AUBURN HILLS – Chrysler Group has filed plans for an initial public offering as the U.S. auto maker takes its first step to return to the market, a move that has angered Fiat CEO Sergio Marchionne. Fiat owns majority interest in Chrysler and wants to acquire the 41.5 percent owned by the United Auto Workers retiree health-care trust.

In a filing with the U.S. Securities and Exchange Commission, Chrysler said the UAW trust would receive net proceeds from the offering. The filing also sought to provide an implied fair value for Chrysler. Based on share units payments to Chrysler executives and directors at the end of last year, valued at $9 a share, Chrysler’s enterprise value stands at about $8.82 billion.

The initial filing doesn’t indicate a range in which Chrysler expects to price the shares, and also doesn’t say where the company intends to list its shares.

Marchionne wants to own Chrysler outright, and merge the two companies into a single, global auto maker.

“Fiat has stated that it believes a publicly-traded Chrysler Group will prevent or delay the full realization of the benefits of the Fiat-Chrysler Alliance,” the company said in the filing, and warned there could be a “material adverse effect on our business prospects, financial condition and results of operations” if the relationship deteriorated. The filing said that Fiat shares technology, vehicle designs, facilities, and managers with Chrysler, and would reconsider those arrangements.

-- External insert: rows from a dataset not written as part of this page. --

use std::path::PathBuf;

use clap::Args;

use cairn::{DEFAULT_METADATA, TreeConfig};

pub mod dups;
pub mod ls;
pub mod refresh;

/// Which tree to work on and where its index lives.
#[derive(Args, Debug)]
pub struct TreeArgs {
    /// Root of the tree
    #[arg(default_value = ".")]
    pub root: PathBuf,

    /// Metadata file, relative to the root unless absolute
    #[arg(long, default_value = DEFAULT_METADATA)]
    pub metadata: PathBuf,
}

impl TreeArgs {
    pub fn config(&self) -> TreeConfig {
        TreeConfig {
            metadata: self.metadata.clone(),
            ..TreeConfig::default()
        }
    }
}
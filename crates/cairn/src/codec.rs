//! Metadata file encoding and atomic replacement.
//!
//! The metadata file is gzip-compressed JSON:
//! `{"version": "1", "item": [<record>, ...]}`.

use std::ffi::OsString;
use std::fs::{self, File};
use std::io::{self, BufReader, BufWriter, Read, Write};
use std::path::{Path, PathBuf};

use flate2::{Compression, read::GzDecoder, write::GzEncoder};
use serde::{Deserialize, Serialize};
use tracing::{debug, error, info, warn};

use crate::error::Result;
use crate::record::{FileRecord, RECORD_VERSION};

/// Version tag of the metadata document.
pub const STORE_VERSION: &str = "1";

/// The magic bytes at the start of a gzip stream.
const GZIP_MAGIC: [u8; 2] = [0x1f, 0x8b];

#[derive(Serialize)]
struct DocumentOut<'a> {
    version: &'a str,
    item: Vec<&'a FileRecord>,
}

#[derive(Deserialize)]
struct DocumentIn {
    version: String,
    item: Vec<serde_json::Value>,
}

/// Check if a file starts with the gzip magic bytes.
pub fn is_gzip_compressed(path: &Path) -> io::Result<bool> {
    let mut file = File::open(path)?;
    let mut magic = [0u8; 2];
    match file.read_exact(&mut magic) {
        Ok(()) => Ok(magic == GZIP_MAGIC),
        Err(e) if e.kind() == io::ErrorKind::UnexpectedEof => Ok(false),
        Err(e) => Err(e),
    }
}

/// Where the previous metadata file is kept after a save.
pub fn backup_path(path: &Path) -> PathBuf {
    sibling(path, ".bak")
}

fn sibling(path: &Path, suffix: &str) -> PathBuf {
    let mut name = path.file_name().map(OsString::from).unwrap_or_default();
    name.push(suffix);
    path.with_file_name(name)
}

/// Write records as a compressed metadata document.
pub fn encode<'a, W: Write>(
    writer: W,
    records: impl IntoIterator<Item = &'a FileRecord>,
) -> Result<W> {
    let document = DocumentOut {
        version: STORE_VERSION,
        item: records.into_iter().collect(),
    };

    let mut encoder = GzEncoder::new(writer, Compression::default());
    serde_json::to_writer(&mut encoder, &document)?;
    Ok(encoder.finish()?)
}

/// Read a compressed metadata document.
///
/// Returns `None` when the document's version tag is not ours. Records
/// carrying a foreign version tag, or that fail to parse, are dropped.
pub fn decode<R: Read>(reader: R) -> std::result::Result<Option<Vec<FileRecord>>, serde_json::Error> {
    let document: DocumentIn = serde_json::from_reader(GzDecoder::new(reader))?;
    if document.version != STORE_VERSION {
        warn!(
            version = %document.version,
            expected = STORE_VERSION,
            "Ignoring metadata with unknown version"
        );
        return Ok(None);
    }

    let mut records = Vec::with_capacity(document.item.len());
    for value in document.item {
        let version = value.get("version").and_then(|v| v.as_str());
        if version != Some(RECORD_VERSION) {
            warn!(?version, "Ignoring record with unknown version");
            continue;
        }
        match serde_json::from_value::<FileRecord>(value) {
            Ok(record) => records.push(record),
            Err(err) => warn!(%err, "Ignoring unreadable record"),
        }
    }

    Ok(Some(records))
}

/// Save records to `path` so that it always holds a complete document.
///
/// The document is written to a temporary sibling and synced. The current
/// file, if any, is hard-linked to the backup path, then the temporary file
/// is renamed over `path`.
pub fn save<'a>(path: &Path, records: impl IntoIterator<Item = &'a FileRecord>) -> Result<()> {
    let dir = match path.parent() {
        Some(parent) if !parent.as_os_str().is_empty() => parent,
        _ => Path::new("."),
    };
    let prefix = sibling(path, ".")
        .file_name()
        .map(OsString::from)
        .unwrap_or_default();

    let mut temp = tempfile::Builder::new()
        .prefix(&prefix)
        .suffix(".tmp")
        .tempfile_in(dir)?;
    debug!(temp = ?temp.path(), "Writing metadata");

    let mut writer = encode(BufWriter::new(temp.as_file_mut()), records)?;
    writer.flush()?;
    drop(writer);
    temp.as_file().sync_all()?;

    let backup = backup_path(path);
    match fs::remove_file(&backup) {
        Ok(()) => debug!(?backup, "Removed old backup"),
        Err(e) if e.kind() == io::ErrorKind::NotFound => {}
        Err(e) => return Err(e.into()),
    }
    match fs::hard_link(path, &backup) {
        Ok(()) => debug!(?backup, "Kept previous metadata as backup"),
        Err(e) if e.kind() == io::ErrorKind::NotFound => {}
        Err(e) => {
            // Filesystems without hard links still get a backup.
            debug!(%e, "Hard link failed, copying backup");
            fs::copy(path, &backup)?;
        }
    }

    temp.persist(path).map_err(|e| e.error)?;
    info!(?path, "Saved metadata");
    Ok(())
}

/// Load records from `path`.
///
/// A missing file is `Ok(None)`. So is a corrupt or foreign-version file:
/// either way the caller has no usable prior state.
pub fn load(path: &Path) -> Result<Option<Vec<FileRecord>>> {
    let file = match File::open(path) {
        Ok(file) => file,
        Err(e) if e.kind() == io::ErrorKind::NotFound => {
            debug!(?path, "No metadata found");
            return Ok(None);
        }
        Err(e) => return Err(e.into()),
    };

    if !is_gzip_compressed(path)? {
        error!(?path, "Metadata is not gzip compressed, ignoring it");
        return Ok(None);
    }

    match decode(BufReader::new(file)) {
        Ok(records) => {
            if let Some(records) = &records {
                info!(?path, items = records.len(), "Loaded metadata");
            }
            Ok(records)
        }
        Err(err) => {
            error!(?path, %err, "Failed to load metadata");
            Ok(None)
        }
    }
}

#[cfg(test)]
mod tests {
    use std::io::Cursor;

    use tempfile::{NamedTempFile, tempdir};

    use super::*;
    use crate::builder::bytes_to_id;
    use crate::names::{NameCache, NameResolver};

    struct Fixed;

    impl NameResolver for Fixed {
        fn user_name(&self, _uid: u32) -> Option<String> {
            Some("user".into())
        }
        fn group_name(&self, _gid: u32) -> Option<String> {
            None
        }
    }

    fn records(dir: &Path) -> Vec<FileRecord> {
        let names = NameCache::new(Fixed);
        ["one", "two"]
            .iter()
            .map(|name| {
                let path = dir.join(name);
                fs::write(&path, format!("content for {name}")).unwrap();
                let meta = fs::symlink_metadata(&path).unwrap();
                let mut record = FileRecord::new(name.to_string(), &meta, &names);
                record.cid = Some(bytes_to_id(format!("content for {name}").as_bytes()));
                record.stale = false;
                record
            })
            .collect()
    }

    #[test]
    fn test_is_gzip_compressed() {
        let mut temp = NamedTempFile::new().unwrap();
        temp.write_all(&GZIP_MAGIC).unwrap();
        temp.write_all(b"some data").unwrap();
        temp.flush().unwrap();
        assert!(is_gzip_compressed(temp.path()).unwrap());

        let mut temp2 = NamedTempFile::new().unwrap();
        temp2.write_all(b"not compressed").unwrap();
        temp2.flush().unwrap();
        assert!(!is_gzip_compressed(temp2.path()).unwrap());
    }

    #[test]
    fn test_encode_decode() {
        let dir = tempdir().unwrap();
        let records = records(dir.path());

        let bytes = encode(Vec::new(), &records).unwrap();
        assert_eq!(&bytes[..2], &GZIP_MAGIC);

        let decoded = decode(Cursor::new(bytes)).unwrap().unwrap();
        assert_eq!(decoded, records);
    }

    #[test]
    fn test_document_shape() {
        let dir = tempdir().unwrap();
        let records = records(dir.path());
        let bytes = encode(Vec::new(), &records).unwrap();

        let mut json = String::new();
        GzDecoder::new(&bytes[..]).read_to_string(&mut json).unwrap();
        let value: serde_json::Value = serde_json::from_str(&json).unwrap();
        assert_eq!(value["version"], STORE_VERSION);
        assert_eq!(value["item"].as_array().unwrap().len(), 2);
        assert_eq!(value["item"][0]["uname"], "user");
    }

    #[test]
    fn test_foreign_versions_ignored() {
        let mut doc = serde_json::json!({ "version": "0", "item": [] });
        let gz = |doc: &serde_json::Value| {
            let mut enc = GzEncoder::new(Vec::new(), Compression::default());
            serde_json::to_writer(&mut enc, doc).unwrap();
            enc.finish().unwrap()
        };
        assert!(decode(Cursor::new(gz(&doc))).unwrap().is_none());

        let dir = tempdir().unwrap();
        let mut items: Vec<serde_json::Value> = records(dir.path())
            .iter()
            .map(|r| serde_json::to_value(r).unwrap())
            .collect();
        items[0]["version"] = "2".into();
        doc = serde_json::json!({ "version": STORE_VERSION, "item": items });

        let decoded = decode(Cursor::new(gz(&doc))).unwrap().unwrap();
        assert_eq!(decoded.len(), 1);
        assert_eq!(decoded[0].path, "two");
    }

    #[test]
    fn test_save_load_with_backup() {
        let dir = tempdir().unwrap();
        let records = records(dir.path());
        let meta = dir.path().join(".cas");

        save(&meta, &records).unwrap();
        assert!(!backup_path(&meta).exists());
        assert_eq!(load(&meta).unwrap().unwrap(), records);

        save(&meta, &records[..1]).unwrap();
        assert!(backup_path(&meta).exists());
        assert_eq!(load(&meta).unwrap().unwrap().len(), 1);
        assert_eq!(load(&backup_path(&meta)).unwrap().unwrap().len(), 2);

        let leftovers: Vec<_> = fs::read_dir(dir.path())
            .unwrap()
            .filter_map(|e| e.ok())
            .filter(|e| e.file_name().to_string_lossy().ends_with(".tmp"))
            .collect();
        assert!(leftovers.is_empty());
    }

    #[test]
    fn test_missing_and_corrupt_are_absent() {
        let dir = tempdir().unwrap();
        let meta = dir.path().join(".cas");
        assert!(load(&meta).unwrap().is_none());

        fs::write(&meta, b"plain text").unwrap();
        assert!(load(&meta).unwrap().is_none());

        fs::write(&meta, [0x1f, 0x8b, 0, 1, 2, 3]).unwrap();
        assert!(load(&meta).unwrap().is_none());
    }
}
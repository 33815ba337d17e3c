//! The store capability set shared by every content-addressed store.

use std::collections::HashMap;

use jiff::Timestamp;

use crate::builder::bytes_to_id;
use crate::error::StoreError;
use crate::expiry::is_expired;
use crate::id::ContentId;

pub trait Store {
    /// Every identifier the store currently holds.
    fn ids(&self) -> Box<dyn Iterator<Item = &ContentId> + '_>;

    fn contains(&self, id: &ContentId) -> bool;

    /// Fetch the content for `id`.
    fn get(&mut self, id: &ContentId) -> Result<Vec<u8>, StoreError>;

    /// Store `content`, returning its identifier.
    ///
    /// When `expected` is given, it must be the identifier of `content`.
    fn put(
        &mut self,
        content: &[u8],
        expiry: Option<Timestamp>,
        expected: Option<&ContentId>,
    ) -> Result<ContentId, StoreError>;

    /// [`contains`](Store::contains) for an identifier in wire form.
    fn contains_str(&self, id: &str) -> Result<bool, StoreError> {
        let id: ContentId = id.parse()?;
        Ok(self.contains(&id))
    }

    /// [`get`](Store::get) for an identifier in wire form.
    fn get_str(&mut self, id: &str) -> Result<Vec<u8>, StoreError> {
        let id: ContentId = id.parse()?;
        self.get(&id)
    }
}

#[derive(Debug, Clone)]
struct Item {
    expiry: Option<Timestamp>,
    content: Vec<u8>,
}

/// A store that keeps content in memory.
#[derive(Debug, Default, Clone)]
pub struct MemoryStore {
    items: HashMap<ContentId, Item>,
}

impl MemoryStore {
    pub fn new() -> Self {
        Self::default()
    }

    pub fn len(&self) -> usize {
        self.items.len()
    }

    pub fn is_empty(&self) -> bool {
        self.items.is_empty()
    }

    pub fn expiry(&self, id: &ContentId) -> Result<Option<Timestamp>, StoreError> {
        self.items
            .get(id)
            .map(|item| item.expiry)
            .ok_or(StoreError::NotFound)
    }

    pub fn size(&self, id: &ContentId) -> Result<u64, StoreError> {
        self.items
            .get(id)
            .map(|item| item.content.len() as u64)
            .ok_or(StoreError::NotFound)
    }
}

impl Store for MemoryStore {
    fn ids(&self) -> Box<dyn Iterator<Item = &ContentId> + '_> {
        Box::new(self.items.keys())
    }

    fn contains(&self, id: &ContentId) -> bool {
        self.items.contains_key(id)
    }

    fn get(&mut self, id: &ContentId) -> Result<Vec<u8>, StoreError> {
        let item = self.items.get(id).ok_or(StoreError::NotFound)?;
        if is_expired(item.expiry, Timestamp::now()) {
            self.items.remove(id);
            return Err(StoreError::NotFound);
        }
        Ok(item.content.clone())
    }

    fn put(
        &mut self,
        content: &[u8],
        expiry: Option<Timestamp>,
        expected: Option<&ContentId>,
    ) -> Result<ContentId, StoreError> {
        let id = bytes_to_id(content);
        if let Some(expected) = expected {
            if *expected != id {
                return Err(StoreError::Corrupted {
                    expected: expected.to_string(),
                    actual: id.to_string(),
                });
            }
        }

        self.items.insert(
            id.clone(),
            Item {
                expiry,
                content: content.to_vec(),
            },
        );
        Ok(id)
    }
}
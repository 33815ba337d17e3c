//! Expiry times for indexed and stored items.
//!
//! An expiry is the time after which no store is obliged to keep an item.
//! `None` means the item never expires.

use jiff::{SignedDuration, Timestamp};

/// True if `expiry` is strictly before `now`.
pub fn is_expired(expiry: Option<Timestamp>, now: Timestamp) -> bool {
    expiry.is_some_and(|at| at < now)
}

/// An expiry `secs` seconds after `now`.
pub fn expire_after(now: Timestamp, secs: i64) -> Option<Timestamp> {
    now.checked_add(SignedDuration::from_secs(secs)).ok()
}
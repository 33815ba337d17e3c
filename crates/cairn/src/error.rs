//! Error types for the index, the identifier functions, and the store boundary.

use std::io;

use thiserror::Error;

use crate::id::IdError;

/// Failure to compute a content identifier for one filesystem entry.
#[derive(Debug, Error)]
pub enum HashError {
    #[error("I/O error: {0}")]
    Io(#[from] io::Error),

    /// The entry did not have the length its stat snapshot promised.
    #[error("length mismatch: expected {expected} bytes, read {actual}")]
    LengthMismatch { expected: u64, actual: u64 },
}

/// Errors raised at the [`Store`](crate::Store) boundary.
#[derive(Debug, Error)]
pub enum StoreError {
    #[error("item not found")]
    NotFound,

    #[error("item corrupted: expected {expected}, got {actual}")]
    Corrupted { expected: String, actual: String },

    #[error("store is read-only")]
    ReadOnly,

    #[error("operation not supported by this store")]
    Unsupported,

    #[error(transparent)]
    InvalidId(#[from] IdError),
}

/// Errors from tree index operations and metadata persistence.
#[derive(Debug, Error)]
pub enum CasError {
    #[error("I/O error: {0}")]
    Io(#[from] io::Error),

    #[error("metadata encoding error: {0}")]
    Json(#[from] serde_json::Error),

    /// A mid-refresh save failed; the refresh stopped early.
    #[error("checkpoint save failed: {source}")]
    Checkpoint {
        #[source]
        source: Box<CasError>,
    },

    #[error(transparent)]
    Store(#[from] StoreError),

    #[error(transparent)]
    Hash(#[from] HashError),
}

pub type Result<T, E = CasError> = std::result::Result<T, E>;
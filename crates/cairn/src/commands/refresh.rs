//! Refresh and save the index

use std::time::Duration;

use clap::Args;
use tracing::{info, warn};

use cairn::{
    ProgressTracker, RefreshOptions, RefreshStats, Result as CasResult, TrackerError, TreeIndex,
    format::size_str,
};

use super::TreeArgs;

/// Bring the index up to date with the tree and save it
#[derive(Args, Debug)]
pub struct RefreshArgs {
    #[command(flatten)]
    tree: TreeArgs,

    /// Recompute every content id, not just those of changed entries
    #[arg(long, short)]
    force: bool,

    /// Save the index every this many seconds while recomputing ids
    #[arg(long, value_name = "SECS")]
    checkpoint: Option<u64>,

    /// Do not save the index afterwards
    #[arg(long, short = 'n')]
    dry_run: bool,

    /// Report progress every second
    #[arg(long)]
    progress: bool,
}

pub fn run(args: RefreshArgs) -> Result<(), Box<dyn std::error::Error + Send + Sync>> {
    let root = args.tree.root.canonicalize()?;
    let mut index = TreeIndex::with_config(&root, args.tree.config());
    if !index.load()? {
        info!(?root, "No saved index, scanning from scratch");
    }

    let options = RefreshOptions {
        force: args.force,
        checkpoint: args
            .checkpoint
            .filter(|secs| *secs > 0)
            .map(Duration::from_secs),
    };

    let (index, stats) = if args.progress {
        refresh_in_background(index, options)?
    } else {
        let stats = index.refresh(options);
        (index, stats)
    };
    let stats = stats?;

    if args.dry_run {
        info!("Dry run, not saving");
    } else {
        index.save()?;
    }

    eprintln!("Index of {:?}", root);
    eprintln!("  Entries: {}", index.len());
    eprintln!(
        "  New: {} ({})",
        stats.new_entries,
        size_str(stats.new_bytes)
    );
    eprintln!(
        "  Changed: {} ({})",
        stats.changed_entries,
        size_str(stats.changed_bytes)
    );
    eprintln!(
        "  Vanished: {} ({})",
        stats.vanished_entries,
        size_str(stats.vanished_bytes)
    );
    eprintln!(
        "  Hashed: {} ({})",
        stats.refreshed_entries,
        size_str(stats.refreshed_bytes)
    );
    if stats.failed_entries > 0 {
        eprintln!("  Unresolved: {}", stats.failed_entries);
    }

    Ok(())
}

type Outcome = (TreeIndex, CasResult<RefreshStats>);

fn refresh_in_background(
    index: TreeIndex,
    options: RefreshOptions,
) -> Result<Outcome, Box<dyn std::error::Error + Send + Sync>> {
    let tracker = ProgressTracker::new(move |progress, mut index: TreeIndex| {
        let stats = index.refresh_with_progress(options, progress);
        (index, stats)
    })
    .with_name("refresh");

    match tracker.start(index) {
        Ok(()) => {
            while !tracker.wait(Some(Duration::from_secs(1))) {
                let sample = tracker.sample();
                eprintln!(
                    "{}/{} ({}%) elapsed {}s, about {}s to go",
                    sample.done,
                    sample.steps,
                    sample.percent,
                    sample.elapsed.as_secs(),
                    sample.eta.as_secs()
                );
            }
        }
        // Only a refresh that panicked gets here; take_result reports it.
        Err(TrackerError::ActionFailed) => warn!("Refresh worker failed to start"),
        Err(err) => return Err(err.into()),
    }

    tracker
        .take_result()
        .ok_or_else(|| "refresh worker did not return".into())
}
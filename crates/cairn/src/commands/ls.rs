//! List indexed entries

use clap::Args;
use tracing::info;

use cairn::{TreeIndex, format::listing_line};

use super::TreeArgs;

/// List indexed entries in path order
#[derive(Args, Debug)]
pub struct LsArgs {
    #[command(flatten)]
    tree: TreeArgs,

    /// Also print each entry's content id
    #[arg(long, short = 'i')]
    ids: bool,
}

pub fn run(args: LsArgs) -> Result<(), Box<dyn std::error::Error + Send + Sync>> {
    let root = args.tree.root.canonicalize()?;
    let index = TreeIndex::open(&root, args.tree.config())?;
    info!(?root, entries = index.len(), "Listing");

    for record in index.records() {
        if args.ids {
            let cid = record.cid.as_ref().map(ToString::to_string);
            println!("{} {}", listing_line(record), cid.as_deref().unwrap_or("-"));
        } else {
            println!("{}", listing_line(record));
        }
    }

    Ok(())
}
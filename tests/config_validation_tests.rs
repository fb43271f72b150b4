//! Config Validation Tests
//!
//! Typo detection, band table validation and physical range checks for
//! `AnalysisConfig`, exercised independently from the rest of the pipeline.

use drone_vibe::config::validation::{
    known_config_keys, suggest_correction, validate_physical_ranges, validate_unknown_keys,
};
use drone_vibe::config::{AnalysisConfig, ConfigError, ConversionStrategy};
use drone_vibe::diagnosis::FrequencyBand;
use drone_vibe::types::FailureCategory;

// ============================================================================
// Typo Detection Tests
// ============================================================================

#[test]
fn typo_in_amplitude_floor_warns_with_suggestion() {
    let toml_str = r#"
[classifier]
amplitude_flor_g = 0.3
"#;
    let warnings = validate_unknown_keys(toml_str);
    assert_eq!(warnings.len(), 1, "Expected exactly 1 warning");
    assert!(warnings[0].field.contains("amplitude_flor_g"));
    assert_eq!(
        warnings[0].suggestion.as_deref(),
        Some("classifier.amplitude_floor_g"),
        "Should suggest the correct spelling"
    );
}

#[test]
fn typo_inside_band_table_is_detected() {
    let toml_str = r#"
[[classifier.bands]]
lower_hz = 0.0
uper_hz = 5.0
category = "NORMAL"
"#;
    let warnings = validate_unknown_keys(toml_str);
    assert_eq!(warnings.len(), 1);
    assert_eq!(warnings[0].field, "classifier.bands.uper_hz");
    assert_eq!(
        warnings[0].suggestion.as_deref(),
        Some("classifier.bands.upper_hz")
    );
}

#[test]
fn completely_unknown_section_has_no_suggestion() {
    let warnings = validate_unknown_keys("[telemetry]\nuplink = true\n");
    assert_eq!(warnings.len(), 2);
    assert!(warnings.iter().all(|w| w.suggestion.is_none()));
}

#[test]
fn valid_config_produces_no_warnings() {
    let config = AnalysisConfig::default();
    let text = config.to_toml().unwrap();
    assert!(validate_unknown_keys(&text).is_empty());
}

#[test]
fn unknown_keys_do_not_fail_loading() {
    let config = AnalysisConfig::from_toml_str(
        r#"
[spectrum]
remove_dc = false
remove_dcc = true
"#,
    )
    .unwrap();
    assert!(!config.spectrum.remove_dc);
}

#[test]
fn suggestion_needs_close_match() {
    let known = known_config_keys();
    assert!(suggest_correction("loader.max_sample", &known).is_some());
    assert!(suggest_correction("completely.different.thing", &known).is_none());
}

// ============================================================================
// Band Table Tests
// ============================================================================

#[test]
fn custom_band_table_loads() {
    let config = AnalysisConfig::from_toml_str(
        r#"
[classifier]
amplitude_floor_g = 0.15

[[classifier.bands]]
lower_hz = 0.0
upper_hz = 4.0
category = "NORMAL"

[[classifier.bands]]
lower_hz = 4.0
upper_hz = 12.0
category = "PROP_IMBALANCE"

[[classifier.bands]]
lower_hz = 12.0
category = "BEARING_FAILURE"
"#,
    )
    .unwrap();

    assert_eq!(config.classifier.amplitude_floor_g, 0.15);
    assert_eq!(config.classifier.bands.len(), 3);
    assert_eq!(
        config.classifier.bands[2],
        FrequencyBand::new(12.0, None, FailureCategory::BearingFailure)
    );
}

#[test]
fn overlapping_bands_are_rejected() {
    let err = AnalysisConfig::from_toml_str(
        r#"
[[classifier.bands]]
lower_hz = 0.0
upper_hz = 10.0
category = "NORMAL"

[[classifier.bands]]
lower_hz = 5.0
upper_hz = 20.0
category = "SHAFT_ISSUE"
"#,
    )
    .unwrap_err();

    match err {
        ConfigError::Validation(errors) => {
            assert!(errors.iter().any(|e| e.contains("overlaps")), "{errors:?}");
        }
        other => panic!("expected validation error, got {other:?}"),
    }
}

#[test]
fn unbounded_band_must_be_last() {
    let mut config = AnalysisConfig::default();
    config.classifier.bands[1].upper_hz = None;
    let err = config.validate().unwrap_err();
    assert!(matches!(err, ConfigError::Validation(ref e) if e.iter().any(|m| m.contains("only the last band"))));
}

#[test]
fn unknown_category_is_a_parse_error() {
    let err = AnalysisConfig::from_toml_str(
        r#"
[[classifier.bands]]
lower_hz = 0.0
category = "LOOSE_SCREW"
"#,
    )
    .unwrap_err();
    assert!(matches!(err, ConfigError::Parse(..)));
}

#[test]
fn bands_with_gap_are_accepted() {
    let config = AnalysisConfig::from_toml_str(
        r#"
[[classifier.bands]]
lower_hz = 0.0
upper_hz = 5.0
category = "NORMAL"

[[classifier.bands]]
lower_hz = 8.0
category = "SHAFT_ISSUE"
"#,
    );
    assert!(config.is_ok());
}

// ============================================================================
// Range Validation Tests
// ============================================================================

#[test]
fn negative_zero_offset_is_an_error() {
    let mut config = AnalysisConfig::default();
    config.loader.zero_offset = -1.0;
    let (errors, _) = validate_physical_ranges(&config);
    assert_eq!(errors.len(), 1);
    assert!(errors[0].contains("zero_offset"));
}

#[test]
fn implausible_floor_warns() {
    let mut config = AnalysisConfig::default();
    config.classifier.amplitude_floor_g = 50.0;
    let (errors, warnings) = validate_physical_ranges(&config);
    assert!(errors.is_empty());
    assert!(warnings
        .iter()
        .any(|w| w.field == "classifier.amplitude_floor_g"));
    assert!(config.validate().is_ok(), "Warnings must not fail validation");
}

#[test]
fn band_above_nyquist_warns() {
    let mut config = AnalysisConfig::default();
    config.loader.default_sample_interval_s = 0.05; // 10 Hz Nyquist
    let (_, warnings) = validate_physical_ranges(&config);
    let fields: Vec<&str> = warnings.iter().map(|w| w.field.as_str()).collect();
    assert!(fields.contains(&"classifier.bands[2].lower_hz"), "{fields:?}");
    assert!(fields.contains(&"classifier.bands[3].lower_hz"), "{fields:?}");
}

#[test]
fn zero_sensitivity_is_rejected() {
    let config = AnalysisConfig::from_toml_str(
        r#"
[loader]
conversion = "recompute"
sensitivity = 0.0
"#,
    );
    assert!(matches!(config, Err(ConfigError::Validation(_))));
}

#[test]
fn recompute_strategy_parses() {
    let config = AnalysisConfig::from_toml_str("[loader]\nconversion = \"recompute\"\n").unwrap();
    assert_eq!(config.loader.conversion, ConversionStrategy::Recompute);
}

“Fiat?is evaluating the various potential impacts that a public offering and the consequential introduction of public stockholders may have on its views of the Fiat-Chrysler Alliance” and is “considering whether or not to continue expanding” the relationship beyond its contractual obligations, the filing said.

Chrysler also acknowledged Fiat’s alternative proposal, to buy the rest of Chrysler or create a simplified single entity, and said that “completion of this offering will prevent or delay Fiat from meeting this objective.”